Ein Flummi prallt von Dingen ab. Wobei es eine Frage der Perspektive ist. Man könnte nämlich auch behaupten, von ihm pralle alles ab. Ungefähr so, wie Kritik vom SPD-Vorsitzenden Sigmar Gabriel abprallt. Oder sollte man sagen: abprallen wird? Vergangenen Freitag jedenfalls prallten zwei Dinge aufeinander, PEGIDA-Anhänger und Sigmar Gabriel.
Ist das Wort vom „Privatmann“ Chuzpe oder Naivität?
Quelle: Kurt Kister, SZ 26.01.2015
Wie so oft beginnt auch diese Geschichte mit einem Missverständnis. Ein Politiker steht immer im Rampenlicht der Öffentlichkeit, egal was er gerade macht. Privat ist und bleibt selten etwas — gerade in der SPD sollte man dafür mittlerweile wirklich sensibilisiert sein. Natürlich lässt sich darüber streiten, was wann privat ist oder nicht. Rein objektiv kann ein Politiker auf einer öffentlichen Veranstaltung niemals als Privatperson auftreten. Genau das hätte Sigmar Gabriel wissen müssen. Wenn er sich daher in Dresden mit PEGIDA-Anhängern trifft, ist es keine Privatangelenheit, sondern ein politisches Statement. Eines welches in diesem Fall einer Ohrfeige gleichkommt. Gabriel düpiert nicht nur seine Generalsekretärin Yasmin Fahimi, sondern auch die Bundeskanzlerin und andere Politiker, die sich ganz klar gegen PEGIDA positioniert haben.

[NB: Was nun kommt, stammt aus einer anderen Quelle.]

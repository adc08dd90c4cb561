use tracing::warn;

use crate::core::path::{as_directory, canonical_path, full_path};
use crate::models::{FileEntry, FileSeed};

/// In-memory filesystem.
///
/// Records live in a flat, insertion-ordered arena; the tree is implied by
/// each entry's `parent_path`. Lookups are linear scans, which is fine for
/// the handful of records a simulated shell carries.
///
/// # Path Convention
///
/// - Root: `"/"` (stored with an empty parent)
/// - Directory: `"/usr/"`
/// - File: `"/usr/notes.txt"`
///
/// Callers (the built-in commands) are responsible for uniqueness and parent
/// validity. Removing a directory does not remove its children.
#[derive(Clone, Debug)]
pub struct VirtualFs {
    entries: Vec<FileEntry>,
}

impl VirtualFs {
    /// Create a filesystem holding only the root directory.
    pub fn empty() -> Self {
        Self {
            entries: vec![FileEntry::root()],
        }
    }

    /// Create a filesystem from records, in order.
    ///
    /// A root entry is inserted first if the records lack one.
    pub fn from_entries(entries: impl IntoIterator<Item = FileEntry>) -> Self {
        let mut entries: Vec<FileEntry> = entries.into_iter().collect();
        if !entries.iter().any(FileEntry::is_root) {
            entries.insert(0, FileEntry::root());
        }
        Self { entries }
    }

    /// Create a filesystem from configuration seeds.
    pub fn from_seeds(seeds: &[FileSeed]) -> Self {
        Self::from_entries(seeds.iter().cloned().map(FileEntry::from))
    }

    /// Find the index of the entry at `path`.
    ///
    /// The directory form of `path` is compared against each entry's full
    /// path, so `/usr` and `/usr/` both find the `usr` directory. With
    /// `must_be_directory` set, file entries never match.
    pub fn lookup(&self, path: &str, must_be_directory: bool) -> Option<usize> {
        if path.is_empty() {
            return None;
        }

        let wanted = as_directory(path);
        self.entries.iter().position(|entry| {
            (!must_be_directory || entry.is_directory()) && full_path(entry) == wanted
        })
    }

    /// Entries whose parent is exactly `directory_path`, in insertion order.
    pub fn children_of(&self, directory_path: &str) -> Vec<&FileEntry> {
        self.entries
            .iter()
            .filter(|entry| entry.parent_path == directory_path)
            .collect()
    }

    /// Append a record.
    pub fn add(&mut self, entry: FileEntry) {
        if !entry.parent_path.is_empty() && self.lookup(&entry.parent_path, true).is_none() {
            warn!(
                path = %canonical_path(&entry),
                "adding entry under a missing parent directory"
            );
        }
        self.entries.push(entry);
    }

    /// Remove one record. Children of a removed directory are left in place.
    pub fn remove(&mut self, index: usize) -> FileEntry {
        let removed = self.entries.remove(index);
        if removed.is_directory() {
            let orphans = self.children_of(&full_path(&removed)).len();
            if orphans > 0 {
                warn!(
                    path = %full_path(&removed),
                    orphans,
                    "removed directory still has children"
                );
            }
        }
        removed
    }

    /// Get an entry by index.
    pub fn get(&self, index: usize) -> Option<&FileEntry> {
        self.entries.get(index)
    }

    /// Get a mutable entry by index.
    pub fn get_mut(&mut self, index: usize) -> Option<&mut FileEntry> {
        self.entries.get_mut(index)
    }

    /// Check if `path` names a directory.
    pub fn is_directory(&self, path: &str) -> bool {
        self.lookup(path, true).is_some()
    }

    /// Number of records, root included.
    pub fn len(&self) -> usize {
        self.entries.len()
    }

    /// Always false: the root is never removed.
    pub fn is_empty(&self) -> bool {
        self.entries.is_empty()
    }

    /// Iterate over all records in insertion order.
    pub fn iter(&self) -> impl Iterator<Item = &FileEntry> {
        self.entries.iter()
    }
}

impl Default for VirtualFs {
    fn default() -> Self {
        Self::empty()
    }
}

In Dresden oder anderen Städten marschieren nicht nur enttäuschte Bürgerinnen und Bürger, sondern vor allem ein fremdenfeindlicher Mob, für die jeder, der sich ihnen mit der Wahrheit entgegenstellt, bereits zur „Lügenpresse“ gehört. Auch solchen Menschen kann man zuhören, keine Frage. Man muss es wahrscheinlich sogar. Dann aber bitte ganz offiziell mit Mandat und nicht als Privatmann. Zu glauben, man bekomme solche Tendenz schon in den Griff, verkennt sowohl die Wirklichkeit als auch die Historie. Auch andere waren mal der festen Überzeugung, sie würden jemand in zwei Monaten in die Ecke gedrückt haben, dass er quietscht.
Gabriel verteidigt seine Pegida-Eskapade mit dem Satz, zuhören schade nicht. Der Parteichef sollte in dieser Frage zuerst denen zuhören, die aus Überzeugung in der SPD sind oder dieser Partei ihre Stimme geben.
Quelle: Kurt Kister, SZ 26.01.2015
Kurt Kister bringt das in der Süddeutsche Zeitung gut auf den Punkt. Wenn Gabriel unbedingt jemanden zuhören will, da vielleicht erstmal seinen eigenen Parteimitgliedern. Sonst sorgt er nämlich auch dafür, dass es bald noch mehr Enttäuschte gibt. Die haben dann keine Angst für „Überfremdung“, sondern vor Entfremdung — von einem Partiechef, der nicht mehr der ihre ist. Unter den zahlreichen Demonstranten, die gegen PEGIDA auf die Straße gehen, sind nämlich nicht wenige SPD-Mitglied.